WE got IE working again and replaced AVAST with AVG as AVAST is apparently what stopped IE. He also NOW has the latest Mozilla Firefox installed also. While I realize that the above methods we have used is NOT the proper method of removing a trojan...it sure is fun trying.

P.S. For any new people do NOT try to remove this nwprovau.dll file as it will disable both Windows Explorer and your desktop....the ONLY reason I am messing with it on HIS comp is that I have a non corrupt copy of it and have sent him a non corrupt copy. I repeat do NOT mess with nwprovau.dll or you will bork your' windows install!

[jholland1964]

nwprovau.dll as shown in O10 IS the legitimate file as far as I can tell. HijackThis will show good and bad Winsock layers.
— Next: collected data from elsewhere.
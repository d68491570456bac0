//! Command parsing and validation
//!
//! A raw input line becomes a [`Command`]: the first whitespace-delimited
//! token picks the [`Verb`], the rest are arguments. [`Command::validate`]
//! then checks the per-verb arity and argument formats and yields a typed
//! [`Action`] for the interpreter, or the [`InvalidReason`] it was rejected
//! for.

use std::fmt;

/// Argument of `history` that clears the store
pub const HISTORY_CLEAR_FLAG: &str = "-c";

/// Most background copies a single `repeat` may launch
pub const MAX_REPEAT_COUNT: usize = 1024;

/// The recognized verbs of the shell
#[derive(Debug, Clone, Copy, PartialEq, Eq, Hash)]
pub enum Verb {
    MoveToDir,
    WhereAmI,
    History,
    ByeBye,
    Replay,
    Start,
    Background,
    Dalek,
    Repeat,
    DalekAll,
    Unknown,
}

impl Verb {
    /// Every dispatchable verb, in help-listing order
    pub const ALL: [Verb; 10] = [
        Verb::MoveToDir,
        Verb::WhereAmI,
        Verb::History,
        Verb::ByeBye,
        Verb::Replay,
        Verb::Start,
        Verb::Background,
        Verb::Dalek,
        Verb::Repeat,
        Verb::DalekAll,
    ];

    /// Keyword typed at the prompt for this verb
    pub fn keyword(&self) -> Option<&'static str> {
        let keyword = match self {
            Verb::MoveToDir => "movetodir",
            Verb::WhereAmI => "whereami",
            Verb::History => "history",
            Verb::ByeBye => "byebye",
            Verb::Replay => "replay",
            Verb::Start => "start",
            Verb::Background => "background",
            Verb::Dalek => "dalek",
            Verb::Repeat => "repeat",
            Verb::DalekAll => "dalekall",
            Verb::Unknown => return None,
        };
        Some(keyword)
    }

    /// Look up a verb by its exact keyword
    pub fn from_keyword(token: &str) -> Verb {
        Verb::ALL
            .iter()
            .copied()
            .find(|verb| verb.keyword() == Some(token))
            .unwrap_or(Verb::Unknown)
    }

    /// Number of arguments the verb accepts
    pub fn arity(&self) -> Arity {
        match self {
            Verb::MoveToDir | Verb::Replay | Verb::Dalek => Arity::Exactly(1),
            Verb::WhereAmI | Verb::ByeBye | Verb::DalekAll => Arity::Exactly(0),
            Verb::History => Arity::Between(0, 1),
            Verb::Start | Verb::Background => Arity::AtLeast(1),
            Verb::Repeat => Arity::AtLeast(2),
            Verb::Unknown => Arity::Never,
        }
    }

    /// One-line description used by `help`
    pub fn summary(&self) -> &'static str {
        match self {
            Verb::MoveToDir => "movetodir <dir>        change the shell's current directory",
            Verb::WhereAmI => "whereami               print the shell's current directory",
            Verb::History => "history [-c]           list (or clear) the command history",
            Verb::ByeBye => "byebye                 leave the shell",
            Verb::Replay => "replay <n>             run history entry <n> again",
            Verb::Start => "start <prog> [args]    run a program and wait for it",
            Verb::Background => "background <prog> [args]  run a program without waiting",
            Verb::Dalek => "dalek <pid>            terminate a process",
            Verb::Repeat => "repeat <n> <prog> [args]  start <n> background copies",
            Verb::DalekAll => "dalekall               terminate every background process",
            Verb::Unknown => "",
        }
    }
}

impl fmt::Display for Verb {
    fn fmt(&self, f: &mut fmt::Formatter<'_>) -> fmt::Result {
        f.write_str(self.keyword().unwrap_or("<unknown>"))
    }
}

/// Argument-count contract of a verb
#[derive(Debug, Clone, Copy, PartialEq, Eq)]
pub enum Arity {
    Exactly(usize),
    Between(usize, usize),
    AtLeast(usize),
    Never,
}

impl Arity {
    pub fn accepts(&self, count: usize) -> bool {
        match *self {
            Arity::Exactly(n) => count == n,
            Arity::Between(min, max) => (min..=max).contains(&count),
            Arity::AtLeast(min) => count >= min,
            Arity::Never => false,
        }
    }
}

impl fmt::Display for Arity {
    fn fmt(&self, f: &mut fmt::Formatter<'_>) -> fmt::Result {
        match self {
            Arity::Exactly(n) => write!(f, "exactly {}", n),
            Arity::Between(min, max) => write!(f, "{} to {}", min, max),
            Arity::AtLeast(min) => write!(f, "at least {}", min),
            Arity::Never => write!(f, "no invocation"),
        }
    }
}

/// Why a command was rejected before dispatch
#[derive(Debug, Clone, PartialEq, Eq, thiserror::Error)]
pub enum InvalidReason {
    #[error("empty command")]
    Empty,

    #[error("unrecognized command '{0}'")]
    UnknownVerb(String),

    #[error("'{verb}' takes {expected} argument(s), got {got}")]
    WrongArity {
        verb: Verb,
        expected: Arity,
        got: usize,
    },

    #[error("unsupported history option '{0}'")]
    HistoryOption(String),

    #[error("'{0}' is not a valid number")]
    NotANumber(String),

    #[error("'{0}' is not a valid process id")]
    InvalidPid(String),

    #[error("repeat count must be at least 1")]
    ZeroRepeat,

    #[error("repeat count {count} exceeds the limit of {max}")]
    RepeatTooLarge { count: usize, max: usize },

    #[error("repeated command is invalid: {0}")]
    RepeatTarget(Box<InvalidReason>),
}

/// A validated command with typed arguments
#[derive(Debug, Clone, PartialEq, Eq)]
pub enum Action {
    MoveToDir { target: String },
    WhereAmI,
    ListHistory,
    ClearHistory,
    ByeBye,
    Replay { index: usize },
    Start { argv: Vec<String> },
    Background { argv: Vec<String> },
    Dalek { pid: u32 },
    Repeat { count: usize, argv: Vec<String> },
    DalekAll,
}

/// One parsed input line
#[derive(Debug, Clone, PartialEq, Eq)]
pub struct Command {
    /// The input exactly as entered
    pub raw_text: String,
    pub verb: Verb,
    pub arguments: Vec<String>,
    /// Position assigned by the most recent history listing
    pub replay_index: Option<usize>,
}

impl Command {
    /// Split a line into verb and arguments. Never fails; unrecognized
    /// input yields [`Verb::Unknown`].
    pub fn parse(input: &str) -> Self {
        let mut tokens = input.split_whitespace();
        let verb = tokens.next().map(Verb::from_keyword).unwrap_or(Verb::Unknown);
        let arguments = tokens.map(str::to_string).collect();

        Self {
            raw_text: input.to_string(),
            verb,
            arguments,
            replay_index: None,
        }
    }

    /// Check arity and argument formats, producing the typed action
    pub fn validate(&self) -> Result<Action, InvalidReason> {
        let expected = self.verb.arity();
        if self.verb != Verb::Unknown && !expected.accepts(self.arguments.len()) {
            return Err(InvalidReason::WrongArity {
                verb: self.verb,
                expected,
                got: self.arguments.len(),
            });
        }

        let args = &self.arguments;
        let action = match self.verb {
            Verb::Unknown => {
                return match self.raw_text.split_whitespace().next() {
                    Some(token) => Err(InvalidReason::UnknownVerb(token.to_string())),
                    None => Err(InvalidReason::Empty),
                };
            }
            Verb::MoveToDir => Action::MoveToDir {
                target: args[0].clone(),
            },
            Verb::WhereAmI => Action::WhereAmI,
            Verb::History => match args.first() {
                None => Action::ListHistory,
                Some(flag) if flag == HISTORY_CLEAR_FLAG => Action::ClearHistory,
                Some(other) => return Err(InvalidReason::HistoryOption(other.clone())),
            },
            Verb::ByeBye => Action::ByeBye,
            Verb::Replay => Action::Replay {
                index: parse_number(&args[0])?,
            },
            Verb::Start => Action::Start { argv: args.clone() },
            Verb::Background => Action::Background { argv: args.clone() },
            Verb::Dalek => Action::Dalek {
                pid: parse_pid(&args[0])?,
            },
            Verb::Repeat => {
                let count = parse_number(&args[0])?;
                if count == 0 {
                    return Err(InvalidReason::ZeroRepeat);
                }
                if count > MAX_REPEAT_COUNT {
                    return Err(InvalidReason::RepeatTooLarge {
                        count,
                        max: MAX_REPEAT_COUNT,
                    });
                }
                let repeated = Command::repeat_target(&args[1..]);
                match repeated.validate() {
                    Ok(Action::Background { argv }) => Action::Repeat { count, argv },
                    Ok(_) => {
                        let reason = InvalidReason::UnknownVerb(repeated.raw_text.clone());
                        return Err(InvalidReason::RepeatTarget(Box::new(reason)));
                    }
                    Err(reason) => return Err(InvalidReason::RepeatTarget(Box::new(reason))),
                }
            }
            Verb::DalekAll => Action::DalekAll,
        };

        Ok(action)
    }

    pub fn is_valid(&self) -> bool {
        self.validate().is_ok()
    }

    /// Whether a successful run of this command goes into history.
    /// `byebye` and `history -c` never do, nor does anything invalid.
    pub fn is_recordable(&self) -> bool {
        match self.verb {
            Verb::ByeBye | Verb::Unknown => false,
            Verb::History if self.first_argument_is(HISTORY_CLEAR_FLAG) => false,
            _ => self.is_valid(),
        }
    }

    pub fn first_argument_is(&self, value: &str) -> bool {
        self.arguments.first().is_some_and(|arg| arg == value)
    }

    /// The synthetic `background ...` command a `repeat` launches. A tail
    /// that already starts with the `background` keyword is taken as-is.
    fn repeat_target(tail: &[String]) -> Command {
        let background = Verb::Background.keyword().unwrap_or("background");
        let joined = tail.join(" ");
        if tail.first().is_some_and(|first| first == background) {
            Command::parse(&joined)
        } else {
            Command::parse(&format!("{} {}", background, joined))
        }
    }
}

impl fmt::Display for Command {
    fn fmt(&self, f: &mut fmt::Formatter<'_>) -> fmt::Result {
        f.write_str(&self.raw_text)
    }
}

fn parse_number(token: &str) -> Result<usize, InvalidReason> {
    token
        .parse::<usize>()
        .map_err(|_| InvalidReason::NotANumber(token.to_string()))
}

// Zero and negative values would address process groups, not a process.
fn parse_pid(token: &str) -> Result<u32, InvalidReason> {
    match token.parse::<u32>() {
        Ok(pid) if pid > 0 && i32::try_from(pid).is_ok() => Ok(pid),
        _ => Err(InvalidReason::InvalidPid(token.to_string())),
    }
}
In your case, it's a legitimate file for now don't worry about it.
Have you run ANY of the steps in the sticky?

[jholland1964]

Please do the following:

• Download combofix.exe by sUBs to your computer's Desktop.
• Alternate Download
• (If you already have a previous version, delete it and download a new version).
• Double click combofix.exe & follow the prompts.
  Note: Combofix will automatically disconnect your Internet connection when it runs, do not reconnect it.

When it finishes, it ought to

• Produce a log for you. ( C:\ComboFix\ComboFix.txt)
• Restore your Internet connection.

IMPORTANT:

• Do not use your computer while Combofix is running.
• Do not mouseclick combofix's window while it's running. That may cause it to stall.
  If you've lost your Internet connection when Combofix has completely finished, re-start your computer to restore it.

Please post that log for us. You can copy&paste this one into this thread.

[bth_2k3]

ComboFix 08-04-13.3 - Brandon Hutchcroft 2008-04-14 21:22:53.1 - NTFSx86
Microsoft Windows XP Professional 5.1.2600.2.1252.1.1033.18.205 [GMT -4:00]
Running from: C:\Documents and Settings\Brandon Hutchcroft\Desktop\ComboFix.exe

WARNING -THIS MACHINE DOES NOT HAVE THE RECOVERY CONSOLE INSTALLED !!
.

[Ghot]

OK we found the ROOT of the problem: Trojan.PurityScan .......unfortunately the trial version of Spyware Doctor canNOT remove it....apparently the full version can. NOW, we need YOUR help

[Ghot]

this is the result he got, I ran combofix.exe on my machine also and got a huge log...anyways he went to eat and is running Spyware Doctor Starter Edition (from the Google Pack) while he eats. On my comp the "log" just popped up when it was finished...there was no log in C:\Combofix on MY comp....also when I ran it Zonealarm popped up a notice wanting to connect something that began with an "n" ...in MY case I neither allowed or denied it. His Zonealarm popped up same thing and since mine produced a log anyways .....I told him to disregard the Zonealarm notice...I don't know if this was correct or not.